Instructions for the task:
Each line in the entries below that holds the string "await" is to be listed.

......

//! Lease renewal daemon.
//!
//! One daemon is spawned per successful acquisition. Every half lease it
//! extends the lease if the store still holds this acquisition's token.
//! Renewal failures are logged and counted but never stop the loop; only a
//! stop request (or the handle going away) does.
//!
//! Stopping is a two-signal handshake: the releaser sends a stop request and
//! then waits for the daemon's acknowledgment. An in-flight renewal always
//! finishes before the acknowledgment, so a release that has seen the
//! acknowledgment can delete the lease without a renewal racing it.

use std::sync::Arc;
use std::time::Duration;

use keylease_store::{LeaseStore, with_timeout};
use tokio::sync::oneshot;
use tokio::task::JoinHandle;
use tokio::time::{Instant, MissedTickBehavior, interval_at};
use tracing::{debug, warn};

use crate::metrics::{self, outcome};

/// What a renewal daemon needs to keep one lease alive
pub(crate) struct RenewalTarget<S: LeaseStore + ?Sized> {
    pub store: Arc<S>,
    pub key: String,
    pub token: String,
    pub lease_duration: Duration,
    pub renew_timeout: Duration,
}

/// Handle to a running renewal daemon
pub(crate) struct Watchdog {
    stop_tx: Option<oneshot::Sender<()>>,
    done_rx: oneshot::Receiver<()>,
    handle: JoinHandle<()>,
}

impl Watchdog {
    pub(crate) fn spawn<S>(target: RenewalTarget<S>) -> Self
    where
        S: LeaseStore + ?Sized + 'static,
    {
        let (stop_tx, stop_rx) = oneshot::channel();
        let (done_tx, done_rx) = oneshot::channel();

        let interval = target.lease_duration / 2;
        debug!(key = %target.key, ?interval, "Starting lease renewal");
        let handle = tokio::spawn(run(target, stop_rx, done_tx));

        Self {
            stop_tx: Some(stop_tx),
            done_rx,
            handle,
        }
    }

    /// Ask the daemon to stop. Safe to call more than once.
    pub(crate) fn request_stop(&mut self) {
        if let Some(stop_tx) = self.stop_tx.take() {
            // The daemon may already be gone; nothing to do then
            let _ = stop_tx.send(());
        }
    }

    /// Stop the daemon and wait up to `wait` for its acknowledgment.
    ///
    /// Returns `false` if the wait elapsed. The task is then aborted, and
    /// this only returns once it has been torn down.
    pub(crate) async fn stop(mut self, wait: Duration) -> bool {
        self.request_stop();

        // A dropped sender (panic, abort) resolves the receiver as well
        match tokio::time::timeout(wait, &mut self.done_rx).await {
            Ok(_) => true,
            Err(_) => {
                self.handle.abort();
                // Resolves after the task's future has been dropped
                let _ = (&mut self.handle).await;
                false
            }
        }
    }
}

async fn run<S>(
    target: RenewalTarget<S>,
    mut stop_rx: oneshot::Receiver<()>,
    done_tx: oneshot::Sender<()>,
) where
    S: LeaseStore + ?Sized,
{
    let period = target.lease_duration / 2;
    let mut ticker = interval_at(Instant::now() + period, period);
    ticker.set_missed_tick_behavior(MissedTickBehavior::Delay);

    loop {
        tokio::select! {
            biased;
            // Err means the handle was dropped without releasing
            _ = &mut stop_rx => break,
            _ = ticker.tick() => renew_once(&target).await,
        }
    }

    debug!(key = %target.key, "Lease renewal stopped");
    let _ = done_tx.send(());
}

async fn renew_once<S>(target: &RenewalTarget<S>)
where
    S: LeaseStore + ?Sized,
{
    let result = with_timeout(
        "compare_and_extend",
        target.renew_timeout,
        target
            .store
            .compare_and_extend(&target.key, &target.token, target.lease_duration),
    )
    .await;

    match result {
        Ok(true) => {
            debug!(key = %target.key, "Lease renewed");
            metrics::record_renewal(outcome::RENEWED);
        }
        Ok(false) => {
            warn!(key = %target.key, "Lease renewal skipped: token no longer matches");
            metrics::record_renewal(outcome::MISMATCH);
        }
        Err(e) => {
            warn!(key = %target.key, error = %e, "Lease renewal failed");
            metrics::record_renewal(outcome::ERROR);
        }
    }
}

......

Problem solution:
        match tokio::time::timeout(wait, &mut self.done_rx).await {
                let _ = (&mut self.handle).await;
            _ = ticker.tick() => renew_once(&target).await,
    .await;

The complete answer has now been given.